**GOAL OF THE EXERCISE**
Find the lines of data that contain the string "access", then list them.

**EXTRACTED RECORDS**
//! Named, heterogeneous pool registry.
//!
//! # Design
//!
//! Games register arbitrary named pools during init ("obstacles", "coins",
//! "particles", …), each holding its own entity type.  Every pool is stored
//! as a `Box<dyn ErasedPool>` keyed by name and downcast back to
//! `ObjectPool<T>` on access.  A lookup with the wrong `T` simply misses.
//!
//! Names are kept in a `BTreeMap` so iteration order (and therefore anything
//! derived from it, such as debug listings) is deterministic.

use std::any::{Any, type_name};
use std::collections::BTreeMap;

use crate::{ObjectPool, PoolError, PoolResult};

// ── Trait object ──────────────────────────────────────────────────────────────

/// Type-erased interface for an `ObjectPool<T>`.
///
/// Sealed via the private `Sealed` supertrait; only `ObjectPool<T>`
/// implements it.
pub trait ErasedPool: 'static + sealed::Sealed {
    fn len(&self) -> usize;

    fn is_empty(&self) -> bool {
        self.len() == 0
    }

    fn clear(&mut self);

    /// Name of the entity type, for diagnostics.
    fn entity_type(&self) -> &'static str;

    #[doc(hidden)]
    fn as_any(&self) -> &dyn Any;

    #[doc(hidden)]
    fn as_any_mut(&mut self) -> &mut dyn Any;
}

mod sealed {
    pub trait Sealed {}
}

impl<T: 'static> sealed::Sealed for ObjectPool<T> {}

impl<T: 'static> ErasedPool for ObjectPool<T> {
    fn len(&self) -> usize {
        ObjectPool::len(self)
    }

    fn clear(&mut self) {
        ObjectPool::clear(self);
    }

    fn entity_type(&self) -> &'static str {
        type_name::<T>()
    }

    fn as_any(&self) -> &dyn Any {
        self
    }

    fn as_any_mut(&mut self) -> &mut dyn Any {
        self
    }
}

// ── PoolMap ───────────────────────────────────────────────────────────────────

/// Registry of named object pools, one entity type per name.
#[derive(Default)]
pub struct PoolMap {
    map: BTreeMap<String, Box<dyn ErasedPool>>,
}

impl PoolMap {
    pub fn new() -> Self {
        Self { map: BTreeMap::new() }
    }

    /// Register an empty pool of `T` under `name` and return it.
    ///
    /// Registering the same name twice with the same `T` is a no-op that
    /// returns the existing pool.  Reusing a name for a different entity type
    /// is an error.
    pub fn register<T: 'static>(&mut self, name: &str) -> PoolResult<&mut ObjectPool<T>> {
        let slot = self
            .map
            .entry(name.to_owned())
            .or_insert_with(|| Box::new(ObjectPool::<T>::new()));

        let found = slot.entity_type();
        slot.as_any_mut()
            .downcast_mut::<ObjectPool<T>>()
            .ok_or_else(|| PoolError::TypeMismatch {
                name: name.to_owned(),
                requested: type_name::<T>(),
                found,
            })
    }

    /// Append `entity` to the pool `name`, registering the pool on first use.
    pub fn add<T: 'static>(&mut self, name: &str, entity: T) -> PoolResult<&mut T> {
        Ok(self.register::<T>(name)?.add(entity))
    }

    // ── Read access ───────────────────────────────────────────────────────

    /// The pool registered under `name`, if it holds `T`.
    pub fn pool<T: 'static>(&self, name: &str) -> Option<&ObjectPool<T>> {
        self.map
            .get(name)
            .and_then(|p| p.as_any().downcast_ref::<ObjectPool<T>>())
    }

    /// Mutable access to the pool registered under `name`, if it holds `T`.
    pub fn pool_mut<T: 'static>(&mut self, name: &str) -> Option<&mut ObjectPool<T>> {
        self.map
            .get_mut(name)
            .and_then(|p| p.as_any_mut().downcast_mut::<ObjectPool<T>>())
    }

    /// Entity count of pool `name` regardless of its entity type.
    pub fn entity_count(&self, name: &str) -> Option<usize> {
        self.map.get(name).map(|p| p.len())
    }

    // ── Metadata ──────────────────────────────────────────────────────────

    pub fn contains(&self, name: &str) -> bool {
        self.map.contains_key(name)
    }

    /// Number of registered pools.
    pub fn len(&self) -> usize {
        self.map.len()
    }

    pub fn is_empty(&self) -> bool {
        self.map.is_empty()
    }

    /// Registered pool names in ascending order.
    pub fn names(&self) -> impl Iterator<Item = &str> + '_ {
        self.map.keys().map(String::as_str)
    }

    // ── Reset ─────────────────────────────────────────────────────────────

    /// Empty every pool but keep the registrations.
    pub fn clear_all(&mut self) {
        for pool in self.map.values_mut() {
            pool.clear();
        }
    }

    /// Drop every pool and registration.
    pub fn reset(&mut self) {
        self.map.clear();
    }
}

impl std::fmt::Debug for PoolMap {
    fn fmt(&self, f: &mut std::fmt::Formatter<'_>) -> std::fmt::Result {
        f.debug_map()
            .entries(self.map.iter().map(|(k, v)| (k, v.len())))
            .finish()
    }
}
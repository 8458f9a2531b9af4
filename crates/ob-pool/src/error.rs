use thiserror::Error;

#[derive(Debug, Error)]
pub enum PoolError {
    #[error("pool {name:?} holds {found}, not {requested}")]
    TypeMismatch {
        name:      String,
        requested: &'static str,
        found:     &'static str,
    },
}

pub type PoolResult<T> = Result<T, PoolError>;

**EXERCISE RESULT**
//! `ObjectPool<T>` on access.  A lookup with the wrong `T` simply misses.
    // ── Read access ───────────────────────────────────────────────────────
    /// Mutable access to the pool registered under `name`, if it holds `T`.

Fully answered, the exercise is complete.